Redação, 17 jun 2026 (Lusa) — O Irão voltou a exportar crude pela primeira vez nos últimos dois meses. A rota comercial foi reativada com a saída de pelo menos dois navios operados pela Companhia Nacional de Petroleiros do Irão (NITC), de acordo com os dados avançados hoje pelo TankerTrackers, um portal norte-americano especializado na monitorização de tráfego marítimo.
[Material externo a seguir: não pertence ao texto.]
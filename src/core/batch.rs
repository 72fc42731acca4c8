//! Parallel batch processing
//!
//! Each document runs the full pipeline on a blocking worker thread. At most
//! `max_parallel` documents are in flight; a shutdown signal stops scheduling
//! while in-flight documents finish within the grace period.

use crate::anonymization::models::AnonymizedDocument;
use crate::anonymization::AnonymizationEngine;
use crate::config::BatchConfig;
use crate::core::output::{read_document, OutputWriter};
use crate::core::summary::{BatchSummary, DocumentFailure, DocumentOutputs};
use crate::domain::{RedaktError, Result};
use crate::{log_batch_progress, log_error_with_context};
use std::path::{Path, PathBuf};
use std::sync::Arc;
use std::time::{Duration, Instant};
use tokio::sync::{watch, Semaphore};
use tokio::task::JoinSet;

/// Expand `paths` into the list of documents to process.
///
/// Directories contribute their `*.txt` files (not recursively), skipping
/// outputs of an earlier run that sit next to their input. The result is sorted and
/// free of duplicates.
pub fn collect_documents(paths: &[PathBuf], writer: &OutputWriter) -> Result<Vec<PathBuf>> {
    let mut documents = Vec::new();
    for path in paths {
        if path.is_dir() {
            let entries = std::fs::read_dir(path).map_err(|e| {
                RedaktError::Io(format!("Failed to list {}: {e}", path.display()))
            })?;
            for entry in entries {
                let entry = entry.map_err(|e| RedaktError::Io(e.to_string()))?;
                let candidate = entry.path();
                if !candidate.is_file() || !candidate.extension().is_some_and(|ext| ext == "txt") {
                    continue;
                }
                if writer.is_output_file(&candidate) {
                    tracing::debug!(path = %candidate.display(), "Skipping output of an earlier run");
                    continue;
                }
                documents.push(candidate);
            }
        } else if path.is_file() {
            documents.push(path.clone());
        } else {
            return Err(RedaktError::Io(format!("{} does not exist", path.display())));
        }
    }
    documents.sort();
    documents.dedup();
    Ok(documents)
}

/// Outcome of one document
struct DocumentOutcome {
    document: String,
    result: Result<(AnonymizedDocument, Option<DocumentOutputs>)>,
}

/// Runs documents through the engine in parallel
pub struct BatchProcessor {
    engine: Arc<AnonymizationEngine>,
    writer: Arc<OutputWriter>,
    config: BatchConfig,
    dry_run: bool,
}

impl BatchProcessor {
    pub fn new(
        engine: Arc<AnonymizationEngine>,
        writer: OutputWriter,
        config: BatchConfig,
        dry_run: bool,
    ) -> Self {
        Self {
            engine,
            writer: Arc::new(writer),
            config,
            dry_run,
        }
    }

    /// Process every document in `inputs`.
    ///
    /// Per-document failures are recorded in the summary and never stop the
    /// batch.
    pub async fn run(
        &self,
        inputs: Vec<PathBuf>,
        shutdown: watch::Receiver<bool>,
    ) -> BatchSummary {
        let start = Instant::now();
        let total = inputs.len();
        let mut summary = BatchSummary::new(total);

        tracing::info!(
            documents = total,
            max_parallel = self.config.max_parallel,
            dry_run = self.dry_run,
            "Starting batch"
        );

        let semaphore = Arc::new(Semaphore::new(self.config.max_parallel.max(1)));
        let mut tasks: JoinSet<DocumentOutcome> = JoinSet::new();
        let mut completed = 0usize;

        for (index, path) in inputs.into_iter().enumerate() {
            if *shutdown.borrow() {
                summary.interrupted = true;
                summary.skipped = total - index;
                break;
            }

            // collect finished documents while waiting for a free slot
            while semaphore.available_permits() == 0 {
                match tasks.join_next().await {
                    Some(joined) => {
                        completed += 1;
                        self.record(&mut summary, joined);
                        log_batch_progress!(completed, total);
                    }
                    None => break,
                }
            }
            if *shutdown.borrow() {
                summary.interrupted = true;
                summary.skipped = total - index;
                break;
            }

            let permit = match Arc::clone(&semaphore).acquire_owned().await {
                Ok(permit) => permit,
                Err(_) => break,
            };
            let engine = Arc::clone(&self.engine);
            let writer = Arc::clone(&self.writer);
            let dry_run = self.dry_run;
            tasks.spawn_blocking(move || {
                let _permit = permit;
                process_document(&engine, &writer, &path, dry_run)
            });
        }

        if summary.interrupted {
            tracing::warn!(
                skipped = summary.skipped,
                in_flight = tasks.len(),
                "Shutdown requested, waiting for in-flight documents"
            );
            let grace = Duration::from_secs(self.config.shutdown_timeout_secs);
            let drained = tokio::time::timeout(grace, async {
                while let Some(joined) = tasks.join_next().await {
                    self.record(&mut summary, joined);
                }
            })
            .await;
            if drained.is_err() {
                let abandoned = tasks.len();
                tracing::error!(abandoned, "In-flight documents did not finish within the grace period");
                for _ in 0..abandoned {
                    summary.add_failure(DocumentFailure::new(
                        "<in flight>",
                        &RedaktError::Other("interrupted before completion".into()),
                    ));
                }
                tasks.detach_all();
            }
        } else {
            while let Some(joined) = tasks.join_next().await {
                completed += 1;
                self.record(&mut summary, joined);
                log_batch_progress!(completed, total);
            }
        }

        let summary = summary.with_duration(start.elapsed());
        summary.log_summary();
        summary
    }

    fn record(
        &self,
        summary: &mut BatchSummary,
        joined: std::result::Result<DocumentOutcome, tokio::task::JoinError>,
    ) {
        match joined {
            Ok(DocumentOutcome {
                result: Ok((document, outputs)),
                ..
            }) => {
                summary.successful += 1;
                summary.report.add_document(&document);
                if let Some(outputs) = outputs {
                    summary.outputs.push(outputs);
                }
            }
            Ok(DocumentOutcome {
                document,
                result: Err(error),
            }) => {
                log_error_with_context!(&error, document.as_str());
                summary.add_failure(DocumentFailure::new(document, &error));
            }
            Err(join_error) => {
                let error = RedaktError::Other(format!("worker failed: {join_error}"));
                log_error_with_context!(&error, "batch worker");
                summary.add_failure(DocumentFailure::new("<unknown>", &error));
            }
        }
    }
}

fn process_document(
    engine: &AnonymizationEngine,
    writer: &OutputWriter,
    path: &Path,
    dry_run: bool,
) -> DocumentOutcome {
    let document = path
        .file_name()
        .map(|n| n.to_string_lossy().into_owned())
        .unwrap_or_else(|| path.display().to_string());

    let result = read_document(path)
        .and_then(|text| engine.anonymize(&document, &text))
        .and_then(|anonymized| {
            let outputs = if dry_run {
                None
            } else {
                Some(writer.write(path, &anonymized)?)
            };
            Ok((anonymized, outputs))
        });

    DocumentOutcome { document, result }
}

#[cfg(test)]
mod tests {
    use super::*;
    use crate::config::OutputConfig;
    use tempfile::tempdir;

    #[test]
    fn test_collect_documents() {
        let dir = tempdir().unwrap();
        std::fs::write(dir.path().join("b.txt"), "b").unwrap();
        std::fs::write(dir.path().join("a.txt"), "a").unwrap();
        std::fs::write(dir.path().join("a_anon.txt"), "x").unwrap();
        std::fs::write(dir.path().join("a_map.txt"), "x").unwrap();
        std::fs::write(dir.path().join("notes.md"), "x").unwrap();

        let writer = OutputWriter::new(OutputConfig::default());
        let explicit = dir.path().join("a.txt");
        let documents =
            collect_documents(&[dir.path().to_path_buf(), explicit.clone()], &writer).unwrap();
        assert_eq!(documents, vec![explicit, dir.path().join("b.txt")]);
    }

    #[test]
    fn test_collect_keeps_inputs_named_like_outputs() {
        let dir = tempdir().unwrap();
        std::fs::write(dir.path().join("road_map.txt"), "x").unwrap();
        std::fs::write(dir.path().join("plan_anon.txt"), "x").unwrap();

        let writer = OutputWriter::new(OutputConfig::default());
        let documents = collect_documents(&[dir.path().to_path_buf()], &writer).unwrap();
        assert_eq!(
            documents,
            vec![dir.path().join("plan_anon.txt"), dir.path().join("road_map.txt")]
        );
    }

    #[test]
    fn test_collect_missing_path() {
        let writer = OutputWriter::new(OutputConfig::default());
        let result = collect_documents(&[PathBuf::from("/nonexistent/x.txt")], &writer);
        assert!(matches!(result, Err(RedaktError::Io(_))));
    }
}
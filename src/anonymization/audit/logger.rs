//! Audit logger for redaction runs

use crate::anonymization::models::AnonymizedDocument;
use crate::anonymization::tagging::MapEntry;
use anyhow::{Context, Result};
use serde::Serialize;
use sha2::{Digest, Sha256};
use std::fs::OpenOptions;
use std::io::Write;
use std::path::PathBuf;
use std::sync::Mutex;

/// Audit log entry
#[derive(Debug, Serialize)]
struct AuditLogEntry {
    timestamp: String,
    document_id: String,
    mode: String,
    entity_count: usize,
    processing_time_ms: u64,
    entities: Vec<AuditEntity>,
}

/// Audit entity entry (with hashed value)
#[derive(Debug, Serialize)]
struct AuditEntity {
    #[serde(rename = "type")]
    entity_type: String,
    tag: String,
    occurrences: usize,
    /// SHA-256 hash of the stored value (never log plaintext PII)
    value_hash: String,
}

/// Append-only audit log, one record per finalized document
pub struct AuditLogger {
    log_path: PathBuf,
    json_format: bool,
    enabled: bool,
    // batch workers share one logger; lines must not interleave
    write_lock: Mutex<()>,
}

impl AuditLogger {
    /// Create a new audit logger
    pub fn new(log_path: PathBuf, json_format: bool, enabled: bool) -> Result<Self> {
        if enabled {
            if let Some(parent) = log_path.parent().filter(|p| !p.as_os_str().is_empty()) {
                std::fs::create_dir_all(parent).with_context(|| {
                    format!("Failed to create audit log directory: {}", parent.display())
                })?;
            }
        }

        Ok(Self {
            log_path,
            json_format,
            enabled,
            write_lock: Mutex::new(()),
        })
    }

    /// Log a finalized document
    pub fn log_document(&self, document: &AnonymizedDocument) -> Result<()> {
        if !self.enabled {
            return Ok(());
        }

        let entry = AuditLogEntry {
            timestamp: document.timestamp.to_rfc3339(),
            document_id: document.document_id.clone(),
            mode: document.mode.to_string(),
            entity_count: document.entity_count(),
            processing_time_ms: document.processing_time_ms,
            entities: document
                .map
                .entries()
                .iter()
                .map(|e| self.create_audit_entity(e))
                .collect(),
        };

        self.write_entry(&entry)
    }

    fn create_audit_entity(&self, entry: &MapEntry) -> AuditEntity {
        AuditEntity {
            entity_type: entry.entity_type.label().to_string(),
            tag: entry.tag.to_string(),
            occurrences: entry.occurrences,
            value_hash: self.hash_value(&entry.value),
        }
    }

    /// Hash a value using SHA-256
    fn hash_value(&self, value: &str) -> String {
        let mut hasher = Sha256::new();
        hasher.update(value.as_bytes());
        let result = hasher.finalize();
        format!("{result:x}")
    }

    fn write_entry(&self, entry: &AuditLogEntry) -> Result<()> {
        let line = if self.json_format {
            serde_json::to_string(entry).context("Failed to serialize audit entry")?
        } else {
            format!(
                "[{}] Document: {} | Mode: {} | Entities: {} | Time: {}ms",
                entry.timestamp,
                entry.document_id,
                entry.mode,
                entry.entity_count,
                entry.processing_time_ms
            )
        };

        let _guard = self
            .write_lock
            .lock()
            .map_err(|_| anyhow::anyhow!("Audit log lock poisoned"))?;
        let mut file = OpenOptions::new()
            .create(true)
            .append(true)
            .open(&self.log_path)
            .with_context(|| format!("Failed to open audit log: {}", self.log_path.display()))?;
        writeln!(file, "{line}").context("Failed to write audit entry")?;

        Ok(())
    }
}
As embarcações em causa, batizadas de Diona e Hero2, pertencem à categoria de superpetroleiros e transportam uma carga conjunta avaliada em 3,8 milhões de barris de petróleo bruto. Para confirmar que os navios conseguiram efetivamente cruzar a linha de bloqueio que tinha sido montada pelos Estados Unidos, o TankerTrackers cruzou imagens captadas por satélite com os dados do sistema de identificação automática (AIS) emitidos pelas próprias embarcações. Um terceiro navio iraniano, o Stream, prepara-se também para entrar na zona, após ter estado quase dois meses fundeado em águas paquistanesas por motivos de segurança.
Este alívio na navegação surge na sequência do levantamento das restrições navais impostas por Washington em meados de abril, que tinham surgido como represália pelo fecho do Estreito de Ormuz por parte de Teerão no arranque da guerra do Médio Oriente, em fevereiro.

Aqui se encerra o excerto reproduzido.